Start of Data supplied

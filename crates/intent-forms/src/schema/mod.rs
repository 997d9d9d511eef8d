// File: src/schema/mod.rs
// Purpose: Schema shape tree, builders and address-to-schema resolution

use crate::value::Value;
use chrono::NaiveDateTime;
use futures::future::BoxFuture;
use futures::FutureExt;
use indexmap::IndexMap;
use intent_forms_path::{Path, Segment};
use regex::Regex;
use std::fmt;
use std::future::Future;
use std::sync::Arc;

mod validate;

pub use validate::{parse_date, Issue, IssueCode, Validation, ValidationError};

/// Reserved field carrying the submission intent
pub const INTENT_FIELD: &str = "_intent";

/// Intent used when a submission carries none
pub const DEFAULT_INTENT: &str = "default";

/// Custom synchronous check; `Err` carries the issue message
pub type SyncCheck = Arc<dyn Fn(&Value) -> Result<(), String> + Send + Sync>;

/// Custom asynchronous check, awaited after the synchronous pass
pub type AsyncCheck = Arc<dyn Fn(Value) -> BoxFuture<'static, Result<(), String>> + Send + Sync>;

#[derive(Clone)]
pub enum Check {
    Sync(SyncCheck),
    Async(AsyncCheck),
}

impl fmt::Debug for Check {
    fn fmt(&self, f: &mut fmt::Formatter<'_>) -> fmt::Result {
        match self {
            Check::Sync(_) => f.write_str("Check::Sync"),
            Check::Async(_) => f.write_str("Check::Async"),
        }
    }
}

/// Well-known string formats
#[derive(Debug, Clone, Copy, PartialEq, Eq)]
pub enum StringFormat {
    Email,
    Url,
}

#[derive(Debug, Clone, Default)]
pub struct StringSchema {
    pub min_length: Option<usize>,
    pub max_length: Option<usize>,
    pub pattern: Option<Regex>,
    pub format: Option<StringFormat>,
}

#[derive(Debug, Clone, Default)]
pub struct NumberSchema {
    pub min: Option<f64>,
    pub max: Option<f64>,
    pub integer: bool,
}

#[derive(Debug, Clone, Default)]
pub struct DateSchema {
    pub min: Option<NaiveDateTime>,
    pub max: Option<NaiveDateTime>,
}

#[derive(Debug, Clone, Default)]
pub struct FileSchema {
    /// Bytes
    pub max_size: Option<usize>,
}

#[derive(Debug, Clone)]
pub struct ArraySchema {
    pub element: Box<Schema>,
    pub min_items: Option<usize>,
    pub max_items: Option<usize>,
}

#[derive(Debug, Clone, Default)]
pub struct ObjectSchema {
    pub fields: IndexMap<String, Schema>,
}

/// Closed set of node kinds
#[derive(Debug, Clone)]
pub enum SchemaKind {
    String(StringSchema),
    Number(NumberSchema),
    Boolean,
    Date(DateSchema),
    File(FileSchema),
    Array(ArraySchema),
    Object(ObjectSchema),
    Optional(Box<Schema>),
    Nullable(Box<Schema>),
}

/// A node of the schema shape tree
///
/// Constraint builders (`min_length`, `min`, `min_date`, ...) apply to the
/// innermost node, looking through `optional()`/`nullable()` wrappers, and
/// are ignored on node kinds they do not describe.
///
/// ```
/// use intent_forms::Schema;
///
/// let schema = Schema::intents([
///     ("createUser", Schema::object([
///         ("name", Schema::string().min_length(1)),
///         ("age", Schema::integer().min(0.0).optional()),
///     ])),
/// ]);
///
/// let age = schema.resolve(&"createUser.age".parse().unwrap()).unwrap();
/// assert!(age.is_optional());
/// ```
#[derive(Debug, Clone)]
pub struct Schema {
    pub kind: SchemaKind,
    pub description: Option<String>,
    checks: Vec<Check>,
}

impl Schema {
    fn new(kind: SchemaKind) -> Self {
        Self {
            kind,
            description: None,
            checks: Vec::new(),
        }
    }

    pub fn string() -> Self {
        Self::new(SchemaKind::String(StringSchema::default()))
    }

    pub fn email() -> Self {
        Self::string().format(StringFormat::Email)
    }

    pub fn url() -> Self {
        Self::string().format(StringFormat::Url)
    }

    pub fn number() -> Self {
        Self::new(SchemaKind::Number(NumberSchema::default()))
    }

    pub fn integer() -> Self {
        Self::new(SchemaKind::Number(NumberSchema {
            integer: true,
            ..NumberSchema::default()
        }))
    }

    pub fn boolean() -> Self {
        Self::new(SchemaKind::Boolean)
    }

    pub fn date() -> Self {
        Self::new(SchemaKind::Date(DateSchema::default()))
    }

    pub fn file() -> Self {
        Self::new(SchemaKind::File(FileSchema::default()))
    }

    pub fn array(element: Schema) -> Self {
        Self::new(SchemaKind::Array(ArraySchema {
            element: Box::new(element),
            min_items: None,
            max_items: None,
        }))
    }

    pub fn object<K, I>(fields: I) -> Self
    where
        K: Into<String>,
        I: IntoIterator<Item = (K, Schema)>,
    {
        Self::new(SchemaKind::Object(ObjectSchema {
            fields: fields.into_iter().map(|(k, v)| (k.into(), v)).collect(),
        }))
    }

    /// Intent-keyed mapping: one sub-schema per intent plus the reserved
    /// `_intent` string field
    pub fn intents<K, I>(intents: I) -> Self
    where
        K: Into<String>,
        I: IntoIterator<Item = (K, Schema)>,
    {
        let mut fields = IndexMap::new();
        fields.insert(INTENT_FIELD.to_string(), Schema::string());
        fields.extend(intents.into_iter().map(|(k, v)| (k.into(), v)));

        Self::new(SchemaKind::Object(ObjectSchema { fields }))
    }

    pub fn optional(self) -> Self {
        Self::new(SchemaKind::Optional(Box::new(self)))
    }

    pub fn nullable(self) -> Self {
        Self::new(SchemaKind::Nullable(Box::new(self)))
    }

    pub fn describe(mut self, description: impl Into<String>) -> Self {
        self.description = Some(description.into());
        self
    }

    /// Attach a custom check, run when the node parsed without issues
    pub fn check<F>(mut self, check: F) -> Self
    where
        F: Fn(&Value) -> Result<(), String> + Send + Sync + 'static,
    {
        self.checks.push(Check::Sync(Arc::new(check)));
        self
    }

    /// Attach an asynchronous custom check, only run by [`Schema::validate_async`]
    pub fn check_async<F, Fut>(mut self, check: F) -> Self
    where
        F: Fn(Value) -> Fut + Send + Sync + 'static,
        Fut: Future<Output = Result<(), String>> + Send + 'static,
    {
        self.checks
            .push(Check::Async(Arc::new(move |value| check(value).boxed())));
        self
    }

    pub fn min_length(mut self, min: usize) -> Self {
        if let SchemaKind::String(s) = leaf_kind_mut(&mut self.kind) {
            s.min_length = Some(min);
        }
        self
    }

    pub fn max_length(mut self, max: usize) -> Self {
        if let SchemaKind::String(s) = leaf_kind_mut(&mut self.kind) {
            s.max_length = Some(max);
        }
        self
    }

    pub fn pattern(mut self, pattern: Regex) -> Self {
        if let SchemaKind::String(s) = leaf_kind_mut(&mut self.kind) {
            s.pattern = Some(pattern);
        }
        self
    }

    pub fn format(mut self, format: StringFormat) -> Self {
        if let SchemaKind::String(s) = leaf_kind_mut(&mut self.kind) {
            s.format = Some(format);
        }
        self
    }

    /// Lower bound for numbers, minimum item count for arrays
    pub fn min(mut self, min: f64) -> Self {
        match leaf_kind_mut(&mut self.kind) {
            SchemaKind::Number(n) => n.min = Some(min),
            SchemaKind::Array(a) => a.min_items = Some(min.max(0.0) as usize),
            _ => {}
        }
        self
    }

    /// Upper bound for numbers, maximum item count for arrays
    pub fn max(mut self, max: f64) -> Self {
        match leaf_kind_mut(&mut self.kind) {
            SchemaKind::Number(n) => n.max = Some(max),
            SchemaKind::Array(a) => a.max_items = Some(max.max(0.0) as usize),
            _ => {}
        }
        self
    }

    pub fn min_date(mut self, min: NaiveDateTime) -> Self {
        if let SchemaKind::Date(d) = leaf_kind_mut(&mut self.kind) {
            d.min = Some(min);
        }
        self
    }

    pub fn max_date(mut self, max: NaiveDateTime) -> Self {
        if let SchemaKind::Date(d) = leaf_kind_mut(&mut self.kind) {
            d.max = Some(max);
        }
        self
    }

    pub fn max_size(mut self, bytes: usize) -> Self {
        if let SchemaKind::File(f) = leaf_kind_mut(&mut self.kind) {
            f.max_size = Some(bytes);
        }
        self
    }

    pub fn checks(&self) -> &[Check] {
        &self.checks
    }

    /// Whether an `optional()` wrapper surrounds the node
    pub fn is_optional(&self) -> bool {
        match &self.kind {
            SchemaKind::Optional(_) => true,
            SchemaKind::Nullable(inner) => inner.is_optional(),
            _ => false,
        }
    }

    /// Whether a `nullable()` wrapper surrounds the node
    pub fn is_nullable(&self) -> bool {
        match &self.kind {
            SchemaKind::Nullable(_) => true,
            SchemaKind::Optional(inner) => inner.is_nullable(),
            _ => false,
        }
    }

    /// The node with optional/nullable wrappers removed
    pub fn unwrapped(&self) -> &Schema {
        match &self.kind {
            SchemaKind::Optional(inner) | SchemaKind::Nullable(inner) => inner.unwrapped(),
            _ => self,
        }
    }

    /// Own description, or the wrapped node's
    pub fn description(&self) -> Option<&str> {
        self.description.as_deref().or_else(|| match &self.kind {
            SchemaKind::Optional(inner) | SchemaKind::Nullable(inner) => inner.description(),
            _ => None,
        })
    }

    /// Named child of an object node
    pub fn field(&self, key: &str) -> Option<&Schema> {
        match &self.unwrapped().kind {
            SchemaKind::Object(object) => object.fields.get(key),
            _ => None,
        }
    }

    /// Sub-schema registered for `intent`; the reserved `_intent` field is not an intent
    pub fn intent(&self, intent: &str) -> Option<&Schema> {
        if intent == INTENT_FIELD {
            return None;
        }
        self.field(intent)
    }

    /// Resolves `path` to the addressed node
    ///
    /// Index and append segments descend into an array's element schema, key
    /// segments into an object's named child, looking through optional and
    /// nullable wrappers when the wrapped node can descend. A segment that
    /// cannot descend leaves the current node unchanged, so the result is the
    /// deepest node reachable. The empty path yields `None`.
    pub fn resolve(&self, path: &Path) -> Option<&Schema> {
        if path.is_empty() {
            return None;
        }

        Some(
            path.segments()
                .iter()
                .fold(self, |current, segment| current.step(segment).unwrap_or(current)),
        )
    }

    fn step(&self, segment: &Segment) -> Option<&Schema> {
        match (&self.kind, segment) {
            (SchemaKind::Array(array), Segment::Index(_) | Segment::Append) => Some(array.element.as_ref()),
            (SchemaKind::Object(object), Segment::Key(key)) => object.fields.get(key),
            (SchemaKind::Optional(inner) | SchemaKind::Nullable(inner), _) => inner.step(segment),
            _ => None,
        }
    }
}

fn leaf_kind_mut(kind: &mut SchemaKind) -> &mut SchemaKind {
    match kind {
        SchemaKind::Optional(inner) | SchemaKind::Nullable(inner) => leaf_kind_mut(&mut inner.kind),
        other => other,
    }
}

/// Free-function form of [`Schema::resolve`]
pub fn to_schema<'a>(path: &Path, schema: &'a Schema) -> Option<&'a Schema> {
    schema.resolve(path)
}

#[cfg(test)]
mod tests {
    use super::*;

    fn path(s: &str) -> Path {
        Path::parse(s).unwrap()
    }

    fn user_schema() -> Schema {
        Schema::object([
            ("name", Schema::string().min_length(2)),
            (
                "addresses",
                Schema::array(Schema::object([("city", Schema::string()), ("zip", Schema::string().max_length(5))])),
            ),
            ("tags", Schema::array(Schema::string()).optional()),
            ("profile", Schema::object([("bio", Schema::string())]).nullable()),
        ])
    }

    fn kind_name(schema: &Schema) -> &'static str {
        match &schema.kind {
            SchemaKind::String(_) => "string",
            SchemaKind::Number(_) => "number",
            SchemaKind::Boolean => "boolean",
            SchemaKind::Date(_) => "date",
            SchemaKind::File(_) => "file",
            SchemaKind::Array(_) => "array",
            SchemaKind::Object(_) => "object",
            SchemaKind::Optional(_) => "optional",
            SchemaKind::Nullable(_) => "nullable",
        }
    }

    #[test]
    fn test_resolve_key_and_index() {
        let schema = user_schema();
        let zip = schema.resolve(&path("addresses[0].zip")).unwrap();
        match &zip.kind {
            SchemaKind::String(s) => assert_eq!(s.max_length, Some(5)),
            other => panic!("unexpected {:?}", other),
        }
        assert_eq!(kind_name(schema.resolve(&path("addresses[].city")).unwrap()), "string");
    }

    #[test]
    fn test_resolve_empty_path() {
        assert!(user_schema().resolve(&Path::root()).is_none());
    }

    #[test]
    fn test_resolve_falls_back_to_nearest_ancestor() {
        let schema = user_schema();
        // Unknown key under an object stays at the object
        assert_eq!(kind_name(schema.resolve(&path("addresses[0].country")).unwrap()), "object");
        // Index against a string node is a no-op
        assert_eq!(kind_name(schema.resolve(&path("name[0]")).unwrap()), "string");
        // Unknown top-level key stays at the root
        assert!(std::ptr::eq(schema.resolve(&path("nope")).unwrap(), &schema));
    }

    #[test]
    fn test_resolve_looks_through_wrappers() {
        let schema = user_schema();
        assert_eq!(kind_name(schema.resolve(&path("tags[]")).unwrap()), "string");
        assert_eq!(kind_name(schema.resolve(&path("profile.bio")).unwrap()), "string");
        // The wrapper itself when nothing below is addressed
        let tags = schema.resolve(&path("tags")).unwrap();
        assert!(tags.is_optional());
        assert_eq!(kind_name(tags.unwrapped()), "array");
    }

    #[test]
    fn test_resolve_is_idempotent() {
        let schema = user_schema();
        let first = schema.resolve(&path("addresses[3].city")).unwrap();
        let second = schema.resolve(&path("addresses[3].city")).unwrap();
        assert!(std::ptr::eq(first, second));
    }

    #[test]
    fn test_builders_apply_through_wrappers() {
        let schema = Schema::string().optional().min_length(3);
        match &schema.unwrapped().kind {
            SchemaKind::String(s) => assert_eq!(s.min_length, Some(3)),
            other => panic!("unexpected {:?}", other),
        }
        assert!(schema.is_optional());
        assert!(!schema.is_nullable());
    }

    #[test]
    fn test_intents_reserve_intent_field() {
        let schema = Schema::intents([("createUser", user_schema())]);
        assert!(schema.field(INTENT_FIELD).is_some());
        assert!(schema.intent(INTENT_FIELD).is_none());
        assert!(schema.intent("createUser").is_some());
        assert!(schema.intent("deleteUser").is_none());
    }

    #[test]
    fn test_description_through_wrapper() {
        let schema = Schema::string().describe("Your full name").optional();
        assert_eq!(schema.description(), Some("Your full name"));
    }
}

End of Data supplied

■ What you need to do
Output the lines above between the one holding "use futures::FutureExt;" and the one holding "the synchronous pass", inclusive, with nothing before or after them.

■ Answer to the problem
use futures::FutureExt;
use indexmap::IndexMap;
use intent_forms_path::{Path, Segment};
use regex::Regex;
use std::fmt;
use std::future::Future;
use std::sync::Arc;

mod validate;

pub use validate::{parse_date, Issue, IssueCode, Validation, ValidationError};

/// Reserved field carrying the submission intent
pub const INTENT_FIELD: &str = "_intent";

/// Intent used when a submission carries none
pub const DEFAULT_INTENT: &str = "default";

/// Custom synchronous check; `Err` carries the issue message
pub type SyncCheck = Arc<dyn Fn(&Value) -> Result<(), String> + Send + Sync>;

/// Custom asynchronous check, awaited after the synchronous pass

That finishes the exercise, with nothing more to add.